IX

1.5K 275 4
                                    

Panggilan masuk muncul diatas layar ponselnya. Rima hanya melihat sekilas dan melanjutkan lagi kegiatan melukis alisnya kirinya setelah membaca nomor tak dikenal yang samalah yang menghubunginya. Sudah pukul 17.58. 17 menit lagi adzan magrin berkumandang. Rima tau berpergian saat sedang adzan tidak baik, tapi ia merasa itulah waktu yang tepat untuk pergi. Si perempuan hanya terus berdoa agar Tuhan tak membalasnya.

Memperhatikan cermin dengan serius, Rima mendesah lega saat kedua alisnya telah terlukis sempurna. Bukan model tebal, Rima hanya mengarsir bagian depan alisnya dan melukis bagian buntutnya agar terlihat lebih natural. Kedua alis Rima tumbuh tak beraturan, tetapi ia tak pernah ingin mencukurnya. Bahkan saat dulu ia dinikahi Bobby, Rima menolak keras saat perias berniat merapikan alisnya.

"Selesai." Ujar Rima bangga. Menjauh dari kursi riasnya, Rima menyambar satu tas berukuran sedang keluaran charles & keith dengan warna hitam dari gantungan samping lemarinya. Rima memasukkan powerbank, dua kable charger berbeda jenis beserta kepalanya dan earphonenya ke dalam tas. Berpindah tempat, Rima membawa serta dompet sedang miliknya dan memasukkannya kedalam tas yang akan ia bawa.

"Charger udah."

"Dompet udah."

"Powerbank plus kabel udah juga."

"Oke siap berangkat." Lanjut Rima. Tak berselang lama, kumandang adzan magrib terdengar. Rima menyambar ponselnya dengan cepat dan duduk di atas ranjang yang sudah ia rapikan setelah mandi tadi.

Mengirimkan pesan pada Erin bahwa ia siap berangkat, Rima beralih pada aplikasi ojek online di ponselnya. Memilih titik jemput di rumah dengan nomor 11, Rima menekan pilihan pesan pada layar ponselnya.

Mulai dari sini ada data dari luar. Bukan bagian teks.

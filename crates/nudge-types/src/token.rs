//! Capability tokens
//!
//! A capability token is an unguessable bearer credential: presenting it
//! identifies the holder as one side of an agreement with no further
//! authentication. Tokens are random v4 UUIDs (122 bits of entropy), generated
//! once at creation and never rotated.

use serde::{Deserialize, Serialize};
use std::fmt;
use uuid::Uuid;

/// An unguessable per-side bearer credential
#[derive(Debug, Clone, Copy, PartialEq, Eq, Hash, Serialize, Deserialize)]
pub struct CapabilityToken(Uuid);

impl CapabilityToken {
    /// Generate a fresh random token
    pub fn generate() -> Self {
        Self(Uuid::new_v4())
    }

    /// Check whether a candidate string presents this token.
    ///
    /// The candidate is parsed as a UUID first so hyphenation or case
    /// differences cannot produce a false mismatch. A candidate that is not a
    /// UUID at all matches nothing.
    pub fn matches(&self, candidate: &str) -> bool {
        match Uuid::parse_str(candidate.trim()) {
            Ok(uuid) => uuid == self.0,
            Err(_) => false,
        }
    }
}

impl fmt::Display for CapabilityToken {
    fn fmt(&self, f: &mut fmt::Formatter<'_>) -> fmt::Result {
        write!(f, "{}", self.0)
    }
}

#[cfg(test)]
mod tests {
    use super::*;

    #[test]
    fn test_tokens_are_distinct() {
        // Collision probability is negligible; two draws must differ.
        let a = CapabilityToken::generate();
        let b = CapabilityToken::generate();
        assert_ne!(a, b);
    }

    #[test]
    fn test_matches_own_string() {
        let token = CapabilityToken::generate();
        assert!(token.matches(&token.to_string()));
        assert!(token.matches(&token.to_string().to_uppercase()));
        assert!(token.matches(&format!("  {}  ", token)));
    }

    #[test]
    fn test_rejects_other_and_garbage() {
        let token = CapabilityToken::generate();
        let other = CapabilityToken::generate();
        assert!(!token.matches(&other.to_string()));
        assert!(!token.matches(""));
        assert!(!token.matches("not-a-token"));
    }
}
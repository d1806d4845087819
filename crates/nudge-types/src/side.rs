//! Sides and outcome votes
//!
//! Every agreement has exactly two parties, identified as side A and side B.
//! Each side independently votes on whether the agreed action occurred.

use serde::{Deserialize, Serialize};
use std::fmt;

/// One of the two parties to an agreement
#[derive(Debug, Clone, Copy, PartialEq, Eq, Hash, Serialize, Deserialize)]
pub enum Side {
    A,
    B,
}

impl Side {
    /// The opposite side
    pub fn other(&self) -> Side {
        match self {
            Side::A => Side::B,
            Side::B => Side::A,
        }
    }

    /// Lenient parse used for the winner designation at creation: `"B"`
    /// selects B, anything else falls back to A. Matches the permissive
    /// handling in the creation endpoint rather than rejecting.
    pub fn parse_lenient(s: &str) -> Side {
        if s.trim() == "B" {
            Side::B
        } else {
            Side::A
        }
    }
}

impl fmt::Display for Side {
    fn fmt(&self, f: &mut fmt::Formatter<'_>) -> fmt::Result {
        match self {
            Side::A => write!(f, "A"),
            Side::B => write!(f, "B"),
        }
    }
}

/// A side's vote on whether the agreed action occurred
#[derive(Debug, Clone, Copy, PartialEq, Eq, Hash, Serialize, Deserialize)]
#[serde(rename_all = "snake_case")]
pub enum Outcome {
    Done,
    NotDone,
}

impl Outcome {
    /// Strict parse of a submitted vote value
    pub fn parse(s: &str) -> Option<Outcome> {
        match s {
            "done" => Some(Outcome::Done),
            "not_done" => Some(Outcome::NotDone),
            _ => None,
        }
    }
}

impl fmt::Display for Outcome {
    fn fmt(&self, f: &mut fmt::Formatter<'_>) -> fmt::Result {
        match self {
            Outcome::Done => write!(f, "done"),
            Outcome::NotDone => write!(f, "not_done"),
        }
    }
}
//! Nudge Core - the agreement lifecycle and settlement state machine
//!
//! Four pieces, wired together by the service layer:
//!
//! - [`factory`] validates creation input and mints a new Agreement with two
//!   unguessable per-side capability tokens
//! - [`auth`] resolves a bearer token to a side (or no side)
//! - [`lifecycle`] applies accept/outcome actions atomically and triggers
//!   early termination on unanimous "done"
//! - [`settle`] derives the current settlement status from persisted fields
//!   and the clock: the only place countdown and forfeiture logic lives

pub mod auth;
pub mod factory;
pub mod lifecycle;
pub mod settle;

pub use auth::{BearerTokenAuthenticator, SideAuthenticator};
pub use factory::{build_agreement, AgreementSpec};
pub use lifecycle::{AgreementAction, LifecycleEngine};
pub use settle::{settlement_status, SettlementStatus};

Berdiri, Rima mengintip dari jendela kamarnya. Melihat keadaan sekitarnya terlebih rumah Kakaknya.

Dan bunyi notifikasi ojek online mengagetkan Rima. Mengangkat ponselnya, Rima telah mendapatkan mobil yang akan membawanya ke stasiun gambir.

Memperbesar tampilan layar, posisi mobil yang tinggal 5 menit dari posisi jemput membuat Rima bergegas. Mengambil tas hitam miliknya, Ia juga menarik kopernya ke arah pintu, Rima membuka kunci pintu kamarnya dan keluar dengan cepat setelah menguncinya kembali dari luar. Berjalan dengan menarik kopernya, Rima menyambar sepatu kets dan memakainya dengan cepat. Tak membawa sandal, Rima memilih untuk membelinya di sana. Tak perlu repot membawa dari rumah.

Kembali berhati-hati, Rima keluar dari pintu rumahnya dengan tergesa. Mengunci pintunya juga—kali ini Rima tak lupa, dan dengan segera menarik kopernya keluar dari pekarangan rumah. Berisiknya roda tak terlalu terdengar karena kumandang adzan masih terdengar.

Berbelok ke arah kanan, Rima membawa terus kopernya ke arah rumah nomor 11. Tempat dimana ia memilih titik jemputnya. Sengaja memilih 2 nomor dari nomor rumahnya agar ia tak terlalu kentara.

Dan senyum kelegaannya tak dapat ia tahan saat melihat mobil dengan plat yang sudah ia hafalkan sesuai. Pengemudinya telah sampai lebih dulu.

Berjalan lebih cepat, Rima mengetuk kaca hingga kaca dibagian penumpang depan turun.

"Mbak Rima ya?"

"Betul Pak." Jawab Rima dengan tangan yang membuka pintu penumpang belakang. "Kopernya saya tarus di tengah nggak masalah Pak?" Tanya Rima lagi.

"Boleh Mbak, mau di bagasi juga boleh." Rima menggeleng cepat, kopernya tak terlalu besar. Jadi ia memilih untuk memasukkannya ke kursi tengah terlebih ia sudah mendapatkan izin dari si driver.

"Perlu di bantu Mbak?"

Mengangkat dengan tarikan nafas dalam, Rima berhasil meletakkan di sela jok depan dan belakang.